What to work on —
If a line in the entries contains the word "input", list it.

Data provided —
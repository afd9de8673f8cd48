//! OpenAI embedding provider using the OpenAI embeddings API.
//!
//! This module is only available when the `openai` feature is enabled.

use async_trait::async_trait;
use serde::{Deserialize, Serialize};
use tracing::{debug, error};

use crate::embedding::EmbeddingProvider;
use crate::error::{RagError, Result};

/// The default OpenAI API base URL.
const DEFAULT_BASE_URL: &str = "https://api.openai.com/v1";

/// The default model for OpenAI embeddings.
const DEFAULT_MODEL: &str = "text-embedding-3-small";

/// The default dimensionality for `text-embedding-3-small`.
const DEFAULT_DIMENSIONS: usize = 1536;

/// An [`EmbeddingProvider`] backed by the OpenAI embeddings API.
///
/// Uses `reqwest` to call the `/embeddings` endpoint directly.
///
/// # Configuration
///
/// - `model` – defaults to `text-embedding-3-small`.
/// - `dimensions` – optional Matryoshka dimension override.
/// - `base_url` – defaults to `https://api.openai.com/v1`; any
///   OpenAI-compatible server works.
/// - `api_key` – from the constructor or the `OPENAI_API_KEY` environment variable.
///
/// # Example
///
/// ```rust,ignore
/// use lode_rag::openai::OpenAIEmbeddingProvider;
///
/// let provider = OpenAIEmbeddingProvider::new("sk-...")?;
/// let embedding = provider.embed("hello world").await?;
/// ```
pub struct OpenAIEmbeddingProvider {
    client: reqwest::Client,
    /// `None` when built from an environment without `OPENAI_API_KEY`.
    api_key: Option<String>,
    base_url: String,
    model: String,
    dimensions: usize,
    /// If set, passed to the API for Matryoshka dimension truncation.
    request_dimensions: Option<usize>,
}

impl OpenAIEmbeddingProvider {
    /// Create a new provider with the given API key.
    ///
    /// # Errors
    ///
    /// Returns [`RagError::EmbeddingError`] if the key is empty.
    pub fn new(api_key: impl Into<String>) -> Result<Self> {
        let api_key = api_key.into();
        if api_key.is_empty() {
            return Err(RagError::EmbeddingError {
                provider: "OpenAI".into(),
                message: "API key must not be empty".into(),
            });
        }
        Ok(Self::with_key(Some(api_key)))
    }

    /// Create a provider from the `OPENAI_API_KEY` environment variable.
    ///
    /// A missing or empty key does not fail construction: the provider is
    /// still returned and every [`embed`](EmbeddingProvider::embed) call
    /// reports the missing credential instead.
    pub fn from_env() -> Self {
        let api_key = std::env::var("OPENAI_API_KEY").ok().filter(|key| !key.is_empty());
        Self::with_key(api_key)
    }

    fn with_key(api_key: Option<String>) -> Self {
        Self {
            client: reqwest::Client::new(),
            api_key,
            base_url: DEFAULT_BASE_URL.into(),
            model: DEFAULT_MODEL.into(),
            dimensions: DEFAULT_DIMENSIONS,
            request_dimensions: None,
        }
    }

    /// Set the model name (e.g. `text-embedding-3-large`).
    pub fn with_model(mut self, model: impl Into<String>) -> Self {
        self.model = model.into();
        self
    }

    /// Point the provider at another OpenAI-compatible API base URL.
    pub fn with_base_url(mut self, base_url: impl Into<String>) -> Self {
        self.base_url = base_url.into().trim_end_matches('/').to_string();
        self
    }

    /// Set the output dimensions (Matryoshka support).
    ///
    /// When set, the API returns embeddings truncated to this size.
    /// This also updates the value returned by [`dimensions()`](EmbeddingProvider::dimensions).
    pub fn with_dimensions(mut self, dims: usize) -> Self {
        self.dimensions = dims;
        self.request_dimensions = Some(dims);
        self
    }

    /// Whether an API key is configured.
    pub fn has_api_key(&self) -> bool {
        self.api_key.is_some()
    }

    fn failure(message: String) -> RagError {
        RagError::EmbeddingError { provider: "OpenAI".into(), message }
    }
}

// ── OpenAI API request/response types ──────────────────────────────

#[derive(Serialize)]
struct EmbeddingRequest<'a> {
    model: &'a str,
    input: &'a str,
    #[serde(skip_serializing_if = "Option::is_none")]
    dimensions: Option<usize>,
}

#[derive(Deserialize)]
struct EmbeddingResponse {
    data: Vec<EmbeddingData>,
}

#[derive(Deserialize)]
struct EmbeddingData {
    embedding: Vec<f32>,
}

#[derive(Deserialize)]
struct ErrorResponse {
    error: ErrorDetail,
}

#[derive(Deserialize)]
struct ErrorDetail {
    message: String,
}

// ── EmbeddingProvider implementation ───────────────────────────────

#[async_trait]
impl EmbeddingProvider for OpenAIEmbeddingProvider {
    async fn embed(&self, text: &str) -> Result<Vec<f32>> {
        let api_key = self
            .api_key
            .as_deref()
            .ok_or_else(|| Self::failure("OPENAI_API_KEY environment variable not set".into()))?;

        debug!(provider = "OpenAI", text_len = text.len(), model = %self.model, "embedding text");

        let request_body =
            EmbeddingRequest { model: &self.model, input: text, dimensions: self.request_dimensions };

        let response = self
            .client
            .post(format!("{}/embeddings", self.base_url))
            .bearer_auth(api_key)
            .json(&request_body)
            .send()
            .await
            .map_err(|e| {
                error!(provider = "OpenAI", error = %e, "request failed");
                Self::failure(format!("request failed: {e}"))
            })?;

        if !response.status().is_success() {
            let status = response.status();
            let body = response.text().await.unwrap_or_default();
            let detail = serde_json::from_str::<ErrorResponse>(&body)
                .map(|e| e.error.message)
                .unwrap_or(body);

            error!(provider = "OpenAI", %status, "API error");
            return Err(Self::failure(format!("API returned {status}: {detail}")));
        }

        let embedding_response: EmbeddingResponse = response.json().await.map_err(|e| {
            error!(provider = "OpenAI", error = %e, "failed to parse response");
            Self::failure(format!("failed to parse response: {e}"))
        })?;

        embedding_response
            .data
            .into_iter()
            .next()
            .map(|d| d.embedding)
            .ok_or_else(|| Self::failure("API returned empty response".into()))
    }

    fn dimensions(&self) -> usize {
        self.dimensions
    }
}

Written response —
    input: &'a str,
            EmbeddingRequest { model: &self.model, input: text, dimensions: self.request_dimensions };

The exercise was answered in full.